XDownwiththissortofthingX · 30/03/2026 01:03

Dymaxion · 29/03/2026 22:03

He needs to accept he has fucked up and Iran is now richer and more powerful as a result.

How are they richer and more powerful ? Whoever is supplying them with drones and missiles will want paying ?

Relatively speaking, compared to the position they were in vs their attackers one month ago.

Iran builds it's own drones at a rough cost of 25k, they have a massive stockpile and can theoretically maintain their current rate of deployment indefinitely.

Conversely, the US is almost entirely out of counter-measures, with a rumoured 80% of all Iranian drones and missiles now going completely un-intercepted. Bear in mind, some of the ordinance the US has been firing at incoming missiles costs between $12m and $15m per shot, and since supplies of those are now completely exhausted and they are turning to launching Air-to-Air at a cost of 400k per shot, it's easy to see how, financially at least, Iran has already secured an overwhelming victory and a total humiliation of its would-be subjugator.

The US is clearly and openly in the build-up to some sort of ground incursion, and if they make as much of a mess of that as they have everything else so far, it'll be coffins coming back to the US and not just a massive ordinance bill. Combine that with escalating prices of oil, fuel, and food, Trump's already historically low approval, and Iran seemingly being content enough with the status quo that they are rebuffing all overtures aimed toward giving POTUS a face-saving off ramp, and in very short order this becomes an expedited Vietnam situation for the tangerine imbecile.

Oh, and since galaxy-brain has eased oil sanctions upon Iran in an effort to punish... eh... Iran, they now have more oil income returned than they did prior to this nonsense beginning. #winning

Dymaxion · 30/03/2026 06:07

@XDownwiththissortofthingX I thought Russia was supplying Iran with drones, amongst other things ?

Kelta · 30/03/2026 06:36

Thecows · 29/03/2026 23:15

Err where will the oatmeal and yoghurt come from to accompany all this rhubarb......

This is a bit silly.

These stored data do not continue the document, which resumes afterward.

//! Compact identity of one revision: writer key plus per-writer sequence number.
//!
//! Binary layout is the 32-byte writer key followed by the sequence number as an unsigned
//! LEB128 varint. The printable token is the URL-safe, unpadded base64 of those bytes.

use std::fmt;
use std::str::FromStr;

use base64::engine::general_purpose::URL_SAFE_NO_PAD;
use base64::Engine;
use serde::{Deserialize, Deserializer, Serialize, Serializer};

use crate::error::{Error, Result};
use crate::ids::{Seq, WriterKey};

/// Longest varint a `u64` can take.
const MAX_VARINT_LEN: usize = 10;

#[derive(Clone, Copy, Debug, Eq, PartialEq, Hash, Ord, PartialOrd)]
pub struct Version {
    pub writer: WriterKey,
    pub seq: Seq,
}

impl Version {
    pub fn new(writer: WriterKey, seq: Seq) -> Self {
        Self { writer, seq }
    }

    pub fn to_bytes(&self) -> Vec<u8> {
        let mut out = Vec::with_capacity(WriterKey::LEN + MAX_VARINT_LEN);
        out.extend_from_slice(self.writer.as_bytes());
        encode_varint(self.seq, &mut out);
        out
    }

    pub fn from_bytes(bytes: &[u8]) -> Result<Self> {
        if bytes.len() <= WriterKey::LEN {
            return Err(Error::MalformedVersion(format!(
                "expected more than {} bytes, got {}",
                WriterKey::LEN,
                bytes.len()
            )));
        }
        let mut key = [0u8; 32];
        key.copy_from_slice(&bytes[..WriterKey::LEN]);
        let (seq, used) = decode_varint(&bytes[WriterKey::LEN..])?;
        if WriterKey::LEN + used != bytes.len() {
            return Err(Error::MalformedVersion("trailing bytes after sequence".into()));
        }
        Ok(Self {
            writer: WriterKey(key),
            seq,
        })
    }

    pub fn to_token(&self) -> String {
        URL_SAFE_NO_PAD.encode(self.to_bytes())
    }

    pub fn from_token(token: &str) -> Result<Self> {
        let bytes = URL_SAFE_NO_PAD
            .decode(token)
            .map_err(|e| Error::MalformedVersion(e.to_string()))?;
        Self::from_bytes(&bytes)
    }
}

/// Printable token for the revision `seq` of `writer`.
pub fn version_of(writer: WriterKey, seq: Seq) -> String {
    Version::new(writer, seq).to_token()
}

/// Inverse of [`version_of`].
pub fn decode(token: &str) -> Result<(WriterKey, Seq)> {
    let version = Version::from_token(token)?;
    Ok((version.writer, version.seq))
}

impl fmt::Display for Version {
    fn fmt(&self, f: &mut fmt::Formatter<'_>) -> fmt::Result {
        f.write_str(&self.to_token())
    }
}

impl FromStr for Version {
    type Err = Error;

    fn from_str(s: &str) -> Result<Self> {
        Self::from_token(s)
    }
}

impl Serialize for Version {
    fn serialize<S: Serializer>(&self, serializer: S) -> std::result::Result<S::Ok, S::Error> {
        serializer.serialize_str(&self.to_token())
    }
}

impl<'de> Deserialize<'de> for Version {
    fn deserialize<D: Deserializer<'de>>(deserializer: D) -> std::result::Result<Self, D::Error> {
        let token = String::deserialize(deserializer)?;
        Version::from_token(&token).map_err(serde::de::Error::custom)
    }
}

pub fn encode_varint(mut value: u64, out: &mut Vec<u8>) {
    while value >= 0x80 {
        out.push((value as u8 & 0x7f) | 0x80);
        value >>= 7;
    }
    out.push(value as u8);
}

/// Returns the decoded value and the number of bytes consumed.
pub fn decode_varint(bytes: &[u8]) -> Result<(u64, usize)> {
    let mut value: u64 = 0;
    for (i, &byte) in bytes.iter().enumerate().take(MAX_VARINT_LEN) {
        let chunk = u64::from(byte & 0x7f);
        let shift = 7 * i as u32;
        if i == MAX_VARINT_LEN - 1 && chunk > 1 {
            return Err(Error::MalformedVersion("varint overflows u64".into()));
        }
        value |= chunk << shift;
        if byte & 0x80 == 0 {
            // A trailing zero group would give the same value a second encoding.
            if i > 0 && byte == 0 {
                return Err(Error::MalformedVersion("non-canonical varint".into()));
            }
            return Ok((value, i + 1));
        }
    }
    Err(Error::MalformedVersion("truncated varint".into()))
}

#[cfg(test)]
mod tests {
    use super::*;

    #[test]
    fn varint_boundaries() {
        for value in [0u64, 1, 127, 128, 300, 16_383, 16_384, u64::MAX] {
            let mut buf = Vec::new();
            encode_varint(value, &mut buf);
            assert_eq!(decode_varint(&buf).unwrap(), (value, buf.len()));
        }
        let mut buf = Vec::new();
        encode_varint(300, &mut buf);
        assert_eq!(buf, vec![0xac, 0x02]);
    }

    #[test]
    fn rejects_short_and_trailing_input() {
        let writer = WriterKey([7; 32]);
        let mut bytes = Version::new(writer, 5).to_bytes();
        assert!(Version::from_bytes(&bytes[..32]).is_err());
        bytes.push(0);
        assert!(matches!(
            Version::from_bytes(&bytes),
            Err(Error::MalformedVersion(_))
        ));
        assert!(matches!(
            Version::from_token("not base64!"),
            Err(Error::MalformedVersion(_))
        ));
    }

    #[test]
    fn truncated_varint_is_malformed() {
        let mut bytes = vec![1u8; 32];
        bytes.push(0x80);
        assert!(matches!(
            Version::from_bytes(&bytes),
            Err(Error::MalformedVersion(_))
        ));
    }

    #[test]
    fn padded_varint_is_malformed() {
        assert!(decode_varint(&[0x80, 0x00]).is_err());
        assert!(decode_varint(&[0x85, 0x80, 0x00]).is_err());
        assert_eq!(decode_varint(&[0x00]).unwrap(), (0, 1));

        let mut bytes = vec![1u8; 32];
        bytes.extend_from_slice(&[0x80, 0x00]);
        assert!(matches!(
            Version::from_bytes(&bytes),
            Err(Error::MalformedVersion(_))
        ));
    }
}
//! Field-level element checks.

use chrono::{DateTime, SecondsFormat, Utc};

use crate::element::{Element, ElementKind};
use crate::error::ValidationError;

/// Checks an element before it is appended to the log.
pub trait Validator: Send + Sync {
    /// Every problem found, in field order. Empty when the element is acceptable.
    fn validate(&self, element: &Element) -> Vec<ValidationError>;
}

/// Rules for the four element kinds.
#[derive(Clone, Copy, Debug, Default)]
pub struct DefaultValidator;

impl Validator for DefaultValidator {
    fn validate(&self, element: &Element) -> Vec<ValidationError> {
        let mut errs = Vec::new();

        if element.kind.is_feature() {
            match element.changeset.as_deref() {
                None => errs.push(ValidationError::new("changeset", "is missing")),
                Some("") => errs.push(ValidationError::new("changeset", "must not be empty")),
                Some(_) => {}
            }
        }

        if let Some(ts) = element.timestamp.as_deref() {
            if DateTime::parse_from_rfc3339(ts).is_err() {
                errs.push(ValidationError::new(
                    "timestamp",
                    "must be an RFC 3339 UTC timestamp",
                ));
            }
        }

        match element.kind {
            ElementKind::Node => {
                check_coordinate(&mut errs, "lat", element.lat.as_deref(), 90.0);
                check_coordinate(&mut errs, "lon", element.lon.as_deref(), 180.0);
            }
            ElementKind::Way => match &element.refs {
                None => errs.push(ValidationError::new("refs", "is missing")),
                Some(refs) if refs.len() < 3 => errs.push(ValidationError::new(
                    "refs",
                    "must name at least 3 nodes",
                )),
                Some(refs) => {
                    if refs.iter().any(|r| r.as_str().is_empty()) {
                        errs.push(ValidationError::new("refs", "must not contain empty ids"));
                    }
                }
            },
            ElementKind::Relation => {
                match &element.tags {
                    None => errs.push(ValidationError::new("tags", "is missing")),
                    Some(tags) if tags.is_empty() => {
                        errs.push(ValidationError::new("tags", "must not be empty"))
                    }
                    Some(_) => {}
                }
                match &element.members {
                    None => errs.push(ValidationError::new("members", "is missing")),
                    Some(members) => {
                        if members.iter().any(|m| m.id.as_str().is_empty()) {
                            errs.push(ValidationError::new(
                                "members",
                                "every member needs a non-empty id",
                            ));
                        }
                    }
                }
            }
            ElementKind::Changeset => {}
        }

        errs
    }
}

fn check_coordinate(errs: &mut Vec<ValidationError>, field: &str, value: Option<&str>, bound: f64) {
    let Some(raw) = value else {
        errs.push(ValidationError::new(field, "is missing"));
        return;
    };
    match raw.trim().parse::<f64>() {
        Ok(n) if n.is_finite() && (-bound..=bound).contains(&n) => {}
        Ok(_) => errs.push(ValidationError::new(
            field,
            format!("must be between -{bound} and {bound}"),
        )),
        Err(_) => errs.push(ValidationError::new(field, "must be a decimal number")),
    }
}

/// Current UTC time with millisecond precision, e.g. `2017-10-10T19:55:08.570Z`.
pub fn now_timestamp() -> String {
    Utc::now().to_rfc3339_opts(SecondsFormat::Millis, true)
}

/// Fill fields the caller may omit.
pub fn populate_defaults(element: &mut Element) {
    if element.timestamp.is_none() {
        element.timestamp = Some(now_timestamp());
    }
}

#[cfg(test)]
mod tests {
    use super::*;
    use crate::element::Member;
    use std::collections::BTreeMap;

    fn first_field(element: &Element) -> Option<String> {
        DefaultValidator
            .validate(element)
            .into_iter()
            .next()
            .map(|e| e.field)
    }

    #[test]
    fn good_elements_pass() {
        let tags = BTreeMap::from([("waterway".to_string(), "river".to_string())]);
        for elm in [
            Element::node("9", "-11", "-10").with_timestamp("2017-10-10T19:55:08.570Z"),
            Element::way("19", ["bob", "dole", "for", "prez"]),
            Element::relation("19", tags.clone(), vec![Member::new(ElementKind::Node, "101")]),
            Element::relation("21", tags, Vec::new()),
            Element::changeset(),
        ] {
            assert!(DefaultValidator.validate(&elm).is_empty(), "{elm:?}");
        }
    }

    #[test]
    fn bad_nodes_fail() {
        let mut missing_changeset = Element::node("9", "1", "1");
        missing_changeset.changeset = None;
        assert_eq!(first_field(&missing_changeset).as_deref(), Some("changeset"));

        let mut missing_lon = Element::node("9", "12", "0");
        missing_lon.lon = None;
        assert_eq!(first_field(&missing_lon).as_deref(), Some("lon"));

        for (lat, lon, field) in [
            ("-91", "-7", "lat"),
            ("291", "-7", "lat"),
            ("31", "-185", "lon"),
            ("31", "185", "lon"),
            ("north", "1", "lat"),
        ] {
            assert_eq!(
                first_field(&Element::node("9", lat, lon)).as_deref(),
                Some(field)
            );
        }

        let soon = Element::node("9", "31", "85").with_timestamp("soon");
        assert_eq!(first_field(&soon).as_deref(), Some("timestamp"));
    }

    #[test]
    fn bad_ways_and_relations_fail() {
        assert_eq!(
            first_field(&Element::way("14", ["hi", "there"])).as_deref(),
            Some("refs")
        );
        let mut no_refs = Element::way("14", ["a", "b", "c"]);
        no_refs.refs = None;
        assert_eq!(first_field(&no_refs).as_deref(), Some("refs"));

        let empty_tags = Element::relation("21", BTreeMap::new(), Vec::new());
        assert_eq!(first_field(&empty_tags).as_deref(), Some("tags"));

        let mut no_members = Element::changeset().with_tag("foo", "bar");
        no_members.kind = ElementKind::Relation;
        no_members.changeset = Some("21".into());
        assert_eq!(first_field(&no_members).as_deref(), Some("members"));

        let bad_changeset = Element::changeset().with_timestamp("now");
        assert_eq!(first_field(&bad_changeset).as_deref(), Some("timestamp"));
    }

    #[test]
    fn default_timestamp_has_millis() {
        let mut elm = Element::changeset();
        populate_defaults(&mut elm);
        let ts = elm.timestamp.unwrap();
        assert!(ts.ends_with('Z'));
        assert_eq!(ts.len(), "2017-10-10T19:55:08.570Z".len());
    }
}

You either think there will be escalation in food prices/potential issues if this carries on, or you don’t (there will be).

lots of people in the uk have gardens and thus have the ability to make their position more comfortable if there are by supplementing with things they’ve grown themselves. If you can grow anything at all it will help a bit. Rhubarb and chives are two things that you literally put into the ground and do little else to and they will come back year after year (although ideally you don’t take from rhubarb for the first two years). If you like rhubarb and jade the space then planting rhubarb is a good idea anyway. It’s expensive to buy and you get a lot of bang for your buck (perhaps unfortunate phrasing in the circumstances).

personally I’m whacking extra potatoes into buckets of soil. Again very easy and it will assist. Salad leaves, courgettes, perpetual spinach, spring onions, strawberries, raspberries also all easy. I’m doing lots of tomatoes since we eat a lot and if there are food issues then anything which typically comes from overseas will be expensive or in short supply. I’m not wasting time and space this year on stuff which is tricky and temperamental like sweetcorn (and sweetcorn stores indefinitely in tins anyway).

We will eat it either way so in my mind there is no downside. I have a separate veg patch but it’s perfectly easy to mix food into your borders if you don’t.

oatmeal stores for a very long time by the way and yoghurt is easy to make if there is milk.

im not panicking in any way. But I am making the most out of what I have to make life as easy and normal as possible for my family. I’m more of a lifetime girl guide prepper than a zombie apocalypse prepper.

RedTagAlan · 30/03/2026 06:47

ApriloNeil2026 · 29/03/2026 22:20

so your cia and have full detailed knowledge of all the objectives etc ? i love how the public think they have any idea about what is being achieved and the objectives etc

It is usual in democracies for elected governments to keep the electorate informed of what they are doing. And to explain themselves when they do things they expressly campaigned against on the election trail.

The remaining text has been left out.